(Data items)
┌──
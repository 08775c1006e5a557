//! Domain Entities
//!
//! Core business entities for the starstore domain.

use crate::domain::value_objects::CardNumber;
use chrono::Local;
use kernel::id::PurchaseId;

/// Credit card details embedded in a purchase
///
/// The full card number lives here and nowhere else; the public-facing
/// `History` projection only ever sees the redacted form.
#[derive(Debug, Clone)]
pub struct CreditCard {
    pub card_number: CardNumber,
    pub card_holder_name: String,
    pub value: f64,
    pub cvv: i32,
    pub exp_date: String,
}

/// Purchase entity - the full record of one purchase item
#[derive(Debug, Clone)]
pub struct Purchase {
    pub client_id: String,
    pub purchase_id: PurchaseId,
    pub client_name: String,
    pub total_to_pay: f64,
    pub credit_card: CreditCard,
}

impl Purchase {
    /// Create a new purchase with a freshly generated id
    ///
    /// The id is generated exactly once here and shared with the History
    /// projection derived from this record.
    pub fn new(
        client_id: String,
        client_name: String,
        total_to_pay: f64,
        credit_card: CreditCard,
    ) -> Self {
        Self {
            client_id,
            purchase_id: PurchaseId::new(),
            client_name,
            total_to_pay,
            credit_card,
        }
    }
}

/// History entity - redacted public-facing projection of a purchase
#[derive(Debug, Clone)]
pub struct History {
    pub client_id: String,
    pub purchase_id: PurchaseId,
    pub value: f64,
    pub date: String,
    pub card_number: String,
}

impl History {
    /// Derive the history projection from a purchase
    ///
    /// Reuses the purchase's id, which establishes the 1:1 pairing between
    /// the two collections.
    pub fn from_purchase(purchase: &Purchase) -> Self {
        Self {
            client_id: purchase.client_id.clone(),
            purchase_id: purchase.purchase_id,
            value: purchase.credit_card.value,
            date: Local::now().format("%Y-%m-%d").to_string(),
            card_number: purchase.credit_card.card_number.redacted(),
        }
    }
}

/// Product entity - independent catalog entry
#[derive(Debug, Clone, PartialEq)]
pub struct Product {
    pub title: String,
    pub price: f64,
    pub zipcode: String,
    pub seller: String,
    pub thumbnail_hd: String,
    pub date: String,
}
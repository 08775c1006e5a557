//! Batch Outcomes
//!
//! Per-item results of a batch operation. A batch is never atomic: each
//! item succeeds or fails on its own, and the caller gets one outcome per
//! input item, in input order.

use crate::error::StoreError;
use kernel::id::PurchaseId;

/// What happened to one batch item
#[derive(Debug, Clone, Copy, PartialEq, Eq)]
pub enum ItemStatus {
    /// Both writes (or the single product write) completed
    Recorded,
    /// Validation rejected the item before any persistence attempt
    Rejected,
    /// A store write failed after validation passed
    Failed,
}

impl ItemStatus {
    pub fn as_str(&self) -> &'static str {
        match self {
            ItemStatus::Recorded => "recorded",
            ItemStatus::Rejected => "rejected",
            ItemStatus::Failed => "failed",
        }
    }
}

/// Outcome of one batch item
#[derive(Debug, Clone)]
pub struct ItemOutcome {
    /// Position of the item in the submitted batch
    pub index: usize,
    pub status: ItemStatus,
    /// Server-generated id, present only for recorded purchases
    pub purchase_id: Option<PurchaseId>,
    /// Failure reason, present unless the item was recorded
    pub error: Option<String>,
}

impl ItemOutcome {
    pub fn recorded(index: usize, purchase_id: Option<PurchaseId>) -> Self {
        Self {
            index,
            status: ItemStatus::Recorded,
            purchase_id,
            error: None,
        }
    }

    pub fn rejected(index: usize, error: &StoreError) -> Self {
        Self {
            index,
            status: ItemStatus::Rejected,
            purchase_id: None,
            error: Some(error.to_string()),
        }
    }

    pub fn failed(index: usize, message: impl Into<String>) -> Self {
        Self {
            index,
            status: ItemStatus::Failed,
            purchase_id: None,
            error: Some(message.into()),
        }
    }
}

/// Aggregated outcomes of one batch request
#[derive(Debug, Clone, Default)]
pub struct BatchOutcome {
    pub items: Vec<ItemOutcome>,
}

impl BatchOutcome {
    pub fn with_capacity(capacity: usize) -> Self {
        Self {
            items: Vec::with_capacity(capacity),
        }
    }

    pub fn push(&mut self, outcome: ItemOutcome) {
        self.items.push(outcome);
    }

    /// True when no item was rejected or failed (empty batches succeed)
    pub fn all_succeeded(&self) -> bool {
        self.items
            .iter()
            .all(|item| item.status == ItemStatus::Recorded)
    }

    pub fn recorded_count(&self) -> usize {
        self.count(ItemStatus::Recorded)
    }

    pub fn rejected_count(&self) -> usize {
        self.count(ItemStatus::Rejected)
    }

    pub fn failed_count(&self) -> usize {
        self.count(ItemStatus::Failed)
    }

    fn count(&self, status: ItemStatus) -> usize {
        self.items
            .iter()
            .filter(|item| item.status == status)
            .count()
    }
}
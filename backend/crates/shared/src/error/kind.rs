//! Error Kind - Classification of errors
//!
//! Defines the [`ErrorKind`] enum that maps to HTTP status codes.

use serde::Serialize;

/// Error classification mapped to HTTP status codes
///
/// Each variant corresponds to a status code defined in RFC 7231/9110.
///
/// ## Examples
/// ```rust
/// use kernel::error::kind::ErrorKind;
///
/// let kind = ErrorKind::NotFound;
/// assert_eq!(kind.status_code(), 404);
/// assert_eq!(kind.as_str(), "Not Found");
/// ```
#[derive(Debug, Clone, Copy, PartialEq, Eq, Serialize)]
#[serde(rename_all = "SCREAMING_SNAKE_CASE")]
#[non_exhaustive]
pub enum ErrorKind {
    /// 400 - Bad Request
    BadRequest,
    /// 404 - Not Found
    NotFound,
    /// 408 - Request Timeout
    RequestTimeout,
    /// 409 - Conflict
    Conflict,
    /// 422 - Unprocessable Entity
    UnprocessableEntity,
    /// 429 - Too Many Requests
    TooManyRequests,
    /// 500 - Internal Server Error
    InternalServerError,
    /// 503 - Service Unavailable
    ServiceUnavailable,
}

impl ErrorKind {
    /// HTTP status code for this kind
    ///
    /// ## Examples
    /// ```rust
    /// use kernel::error::kind::ErrorKind;
    /// assert_eq!(ErrorKind::BadRequest.status_code(), 400);
    /// assert_eq!(ErrorKind::Conflict.status_code(), 409);
    /// ```
    #[inline]
    pub const fn status_code(&self) -> u16 {
        match self {
            ErrorKind::BadRequest => 400,
            ErrorKind::NotFound => 404,
            ErrorKind::RequestTimeout => 408,
            ErrorKind::Conflict => 409,
            ErrorKind::UnprocessableEntity => 422,
            ErrorKind::TooManyRequests => 429,
            ErrorKind::InternalServerError => 500,
            ErrorKind::ServiceUnavailable => 503,
        }
    }

    /// Standard reason phrase for this kind
    ///
    /// ## Examples
    /// ```rust
    /// use kernel::error::kind::ErrorKind;
    /// assert_eq!(ErrorKind::BadRequest.as_str(), "Bad Request");
    /// ```
    #[inline]
    pub const fn as_str(&self) -> &'static str {
        match self {
            ErrorKind::BadRequest => "Bad Request",
            ErrorKind::NotFound => "Not Found",
            ErrorKind::RequestTimeout => "Request Timeout",
            ErrorKind::Conflict => "Conflict",
            ErrorKind::UnprocessableEntity => "Unprocessable Entity",
            ErrorKind::TooManyRequests => "Too Many Requests",
            ErrorKind::InternalServerError => "Internal Server Error",
            ErrorKind::ServiceUnavailable => "Service Unavailable",
        }
    }

    /// Whether this is a 5xx error. These should be logged server-side.
    #[inline]
    pub const fn is_server_error(&self) -> bool {
        self.status_code() >= 500
    }

    /// Whether this is a 4xx error.
    #[inline]
    pub const fn is_client_error(&self) -> bool {
        let code = self.status_code();
        code >= 400 && code < 500
    }
}

impl std::fmt::Display for ErrorKind {
    fn fmt(&self, f: &mut std::fmt::Formatter<'_>) -> std::fmt::Result {
        write!(f, "{}", self.as_str())
    }
}

#[cfg(test)]
mod tests {
    use super::*;

    #[test]
    fn test_status_codes() {
        assert_eq!(ErrorKind::BadRequest.status_code(), 400);
        assert_eq!(ErrorKind::NotFound.status_code(), 404);
        assert_eq!(ErrorKind::RequestTimeout.status_code(), 408);
        assert_eq!(ErrorKind::Conflict.status_code(), 409);
        assert_eq!(ErrorKind::UnprocessableEntity.status_code(), 422);
        assert_eq!(ErrorKind::TooManyRequests.status_code(), 429);
        assert_eq!(ErrorKind::InternalServerError.status_code(), 500);
        assert_eq!(ErrorKind::ServiceUnavailable.status_code(), 503);
    }

    #[test]
    fn test_is_server_error() {
        assert!(!ErrorKind::BadRequest.is_server_error());
        assert!(!ErrorKind::NotFound.is_server_error());
        assert!(ErrorKind::InternalServerError.is_server_error());
        assert!(ErrorKind::ServiceUnavailable.is_server_error());
    }

    #[test]
    fn test_is_client_error() {
        assert!(ErrorKind::BadRequest.is_client_error());
        assert!(ErrorKind::NotFound.is_client_error());
        assert!(!ErrorKind::InternalServerError.is_client_error());
    }
}
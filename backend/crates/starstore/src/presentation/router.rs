//! Starstore Router

use crate::application::config::StoreConfig;
use crate::domain::repository::{HistoryRepository, ProductRepository, PurchaseRepository};
use crate::infra::mongo::MongoStoreRepository;
use crate::presentation::handlers::{self, StoreAppState};
use axum::{
    Router,
    routing::{get, post},
};
use std::sync::Arc;

/// Create the starstore router with the MongoDB repository
pub fn starstore_router(repo: MongoStoreRepository, config: StoreConfig) -> Router {
    starstore_router_generic(repo, config)
}

/// Create a generic starstore router for any repository implementation
pub fn starstore_router_generic<R>(repo: R, config: StoreConfig) -> Router
where
    R: PurchaseRepository
        + HistoryRepository
        + ProductRepository
        + Clone
        + Send
        + Sync
        + 'static,
{
    let state = StoreAppState {
        repo: Arc::new(repo),
        config: Arc::new(config),
    };

    Router::new()
        .route("/buy", post(handlers::record_purchases::<R>))
        .route("/history", get(handlers::list_history::<R>))
        .route(
            "/history/{client_id}",
            get(handlers::list_client_history::<R>),
        )
        .route(
            "/products",
            post(handlers::register_products::<R>).get(handlers::list_products::<R>),
        )
        .with_state(state)
}
//! Bounded retry for store writes
//!
//! Only database errors are retried; validation failures never are. The
//! caller passes a closure that re-submits the same already-constructed
//! record, so server-generated ids are reused, never regenerated.

use crate::error::{StoreError, StoreResult};
use std::future::Future;

pub(crate) async fn write_with_retry<F, Fut>(
    retries: u32,
    record: &'static str,
    mut write: F,
) -> StoreResult<()>
where
    F: FnMut() -> Fut,
    Fut: Future<Output = StoreResult<()>>,
{
    let mut attempt = 0u32;
    loop {
        match write().await {
            Ok(()) => return Ok(()),
            Err(err @ StoreError::Database(_)) if attempt < retries => {
                attempt += 1;
                tracing::warn!(record, attempt, error = %err, "Retrying store write");
            }
            Err(err) => return Err(err),
        }
    }
}
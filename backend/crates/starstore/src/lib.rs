//! Starstore Backend Module
//!
//! Clean Architecture structure:
//! - `domain/` - Business logic, entities, repository traits
//! - `application/` - Use cases
//! - `infra/` - Document-store implementations
//! - `presentation/` - HTTP handlers
//!
//! ## Consistency Model
//! - Each purchase item fans out into a full `Purchase` record and a
//!   redacted `History` projection sharing one server-generated id
//! - History is written only after the Purchase write succeeded
//! - Batches are not atomic; outcomes are reported per item

pub mod application;
pub mod domain;
pub mod error;
pub mod infra;
pub mod presentation;

// Re-exports for convenience
pub use application::config::StoreConfig;
pub use error::{StoreError, StoreResult};
pub use infra::mongo::MongoStoreRepository;
pub use presentation::router::starstore_router;

// Re-export kernel error types for unified error handling
pub use kernel::error::{
    app_error::{AppError, AppResult},
    kind::ErrorKind,
};

#[cfg(test)]
mod tests;
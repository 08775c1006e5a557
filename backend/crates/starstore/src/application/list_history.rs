//! List History Use Case
//!
//! Read side of the purchase workflow. Records were redacted at write
//! time, so they are returned as-is in the store's natural order.

use crate::domain::entities::History;
use crate::domain::repository::HistoryRepository;
use crate::error::StoreResult;
use std::sync::Arc;

/// List History Use Case
pub struct ListHistoryUseCase<H>
where
    H: HistoryRepository,
{
    history_repo: Arc<H>,
}

impl<H> ListHistoryUseCase<H>
where
    H: HistoryRepository,
{
    pub fn new(history_repo: Arc<H>) -> Self {
        Self { history_repo }
    }

    /// List all history records, unfiltered
    pub async fn list_all(&self) -> StoreResult<Vec<History>> {
        self.history_repo.list_all().await
    }

    /// List history records for one client
    ///
    /// An unknown client id is not an error; it yields an empty list.
    pub async fn list_for_client(&self, client_id: &str) -> StoreResult<Vec<History>> {
        let records = self.history_repo.list_by_client(client_id).await?;
        tracing::debug!(client_id, count = records.len(), "History listed for client");
        Ok(records)
    }
}
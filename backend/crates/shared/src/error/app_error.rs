//! Application Error - Unified error type for the application
//!
//! Defines [`AppError`] struct and [`AppResult<T>`] type alias.

use std::borrow::Cow;
use std::error::Error;
use std::fmt;

use super::kind::ErrorKind;

/// Unified application error type
///
/// The standard error type used across the whole project.
///
/// ## Fields
/// * `kind` - error classification (maps to an HTTP status code)
/// * `message` - user-facing error message
/// * `action` - what the caller can do about it (optional)
/// * `source` - the original error (optional, for debugging)
///
/// ## Examples
/// ```rust
/// use kernel::error::{app_error::AppError, kind::ErrorKind};
///
/// // Simple error
/// let err = AppError::new(ErrorKind::NotFound, "Purchase not found");
///
/// // Error with a suggested action
/// let err = AppError::new(ErrorKind::BadRequest, "Invalid card number")
///     .with_action("Resubmit the item with a 16-digit card number");
/// ```
pub struct AppError {
    /// Error classification
    kind: ErrorKind,
    /// User-facing message
    message: Cow<'static, str>,
    /// Suggested caller action
    action: Option<Cow<'static, str>>,
    /// Original error (for debugging)
    source: Option<Box<dyn Error + Send + Sync + 'static>>,
}

/// Application result alias
///
/// Shorthand for `Result<T, AppError>`.
pub type AppResult<T> = Result<T, AppError>;

impl AppError {
    // ========================================================================
    // Constructors
    // ========================================================================

    /// Create a new error
    ///
    /// ## Examples
    /// ```rust
    /// use kernel::error::{app_error::AppError, kind::ErrorKind};
    /// let err = AppError::new(ErrorKind::BadRequest, "Invalid input");
    /// ```
    #[inline]
    pub fn new(kind: ErrorKind, message: impl Into<Cow<'static, str>>) -> Self {
        Self {
            kind,
            message: message.into(),
            action: None,
            source: None,
        }
    }

    // ========================================================================
    // Convenience constructors
    // ========================================================================

    /// 400 Bad Request
    #[inline]
    pub fn bad_request(message: impl Into<Cow<'static, str>>) -> Self {
        Self::new(ErrorKind::BadRequest, message)
    }

    /// 404 Not Found
    #[inline]
    pub fn not_found(message: impl Into<Cow<'static, str>>) -> Self {
        Self::new(ErrorKind::NotFound, message)
    }

    /// 409 Conflict
    #[inline]
    pub fn conflict(message: impl Into<Cow<'static, str>>) -> Self {
        Self::new(ErrorKind::Conflict, message)
    }

    /// 422 Unprocessable Entity
    #[inline]
    pub fn unprocessable(message: impl Into<Cow<'static, str>>) -> Self {
        Self::new(ErrorKind::UnprocessableEntity, message)
    }

    /// 500 Internal Server Error
    #[inline]
    pub fn internal(message: impl Into<Cow<'static, str>>) -> Self {
        Self::new(ErrorKind::InternalServerError, message)
    }

    /// 503 Service Unavailable
    #[inline]
    pub fn service_unavailable(message: impl Into<Cow<'static, str>>) -> Self {
        Self::new(ErrorKind::ServiceUnavailable, message)
    }

    // ========================================================================
    // Builder methods
    // ========================================================================

    /// Attach a suggested caller action
    #[inline]
    pub fn with_action(mut self, action: impl Into<Cow<'static, str>>) -> Self {
        self.action = Some(action.into());
        self
    }

    /// Attach the original error (for debugging)
    ///
    /// ## Examples
    /// ```rust
    /// use kernel::error::app_error::{AppError, AppResult};
    ///
    /// fn read_config() -> AppResult<()> {
    ///     std::fs::read_to_string("config.json")
    ///         .map_err(|e| AppError::internal("Failed to read config").with_source(e))?;
    ///     Ok(())
    /// }
    /// ```
    #[inline]
    pub fn with_source<E>(mut self, source: E) -> Self
    where
        E: Error + Send + Sync + 'static,
    {
        self.source = Some(Box::new(source));
        self
    }

    // ========================================================================
    // Accessors
    // ========================================================================

    /// Error classification
    #[inline]
    pub fn kind(&self) -> ErrorKind {
        self.kind
    }

    /// HTTP status code
    #[inline]
    pub fn status_code(&self) -> u16 {
        self.kind.status_code()
    }

    /// User-facing message
    #[inline]
    pub fn message(&self) -> &str {
        &self.message
    }

    /// Suggested caller action
    #[inline]
    pub fn action(&self) -> Option<&str> {
        self.action.as_deref()
    }

    /// Whether this is a 5xx error
    #[inline]
    pub fn is_server_error(&self) -> bool {
        self.kind.is_server_error()
    }

    /// Whether this is a 4xx error
    #[inline]
    pub fn is_client_error(&self) -> bool {
        self.kind.is_client_error()
    }
}

impl fmt::Debug for AppError {
    fn fmt(&self, f: &mut fmt::Formatter<'_>) -> fmt::Result {
        let mut builder = f.debug_struct("AppError");
        builder.field("kind", &self.kind);
        builder.field("message", &self.message);
        if let Some(action) = &self.action {
            builder.field("action", action);
        }
        if let Some(source) = &self.source {
            builder.field("source", source);
        }
        builder.finish()
    }
}

impl fmt::Display for AppError {
    fn fmt(&self, f: &mut fmt::Formatter<'_>) -> fmt::Result {
        write!(f, "[{}] {}", self.kind, self.message)?;
        if let Some(action) = &self.action {
            write!(f, " (Action: {})", action)?;
        }
        Ok(())
    }
}

impl Error for AppError {
    fn source(&self) -> Option<&(dyn Error + 'static)> {
        self.source
            .as_ref()
            .map(|e| e.as_ref() as &(dyn Error + 'static))
    }
}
└──
• **PROBLEM DESCRIPTION**:
Reproduce every line in the records above that contains the word "presentation".

• **EXERCISE ANSWER**:
filename backend/crates/starstore/src/presentation/router.rs
use crate::presentation::handlers::{self, StoreAppState};
//! - `presentation/` - HTTP handlers
pub mod presentation;
pub use presentation::router::starstore_router;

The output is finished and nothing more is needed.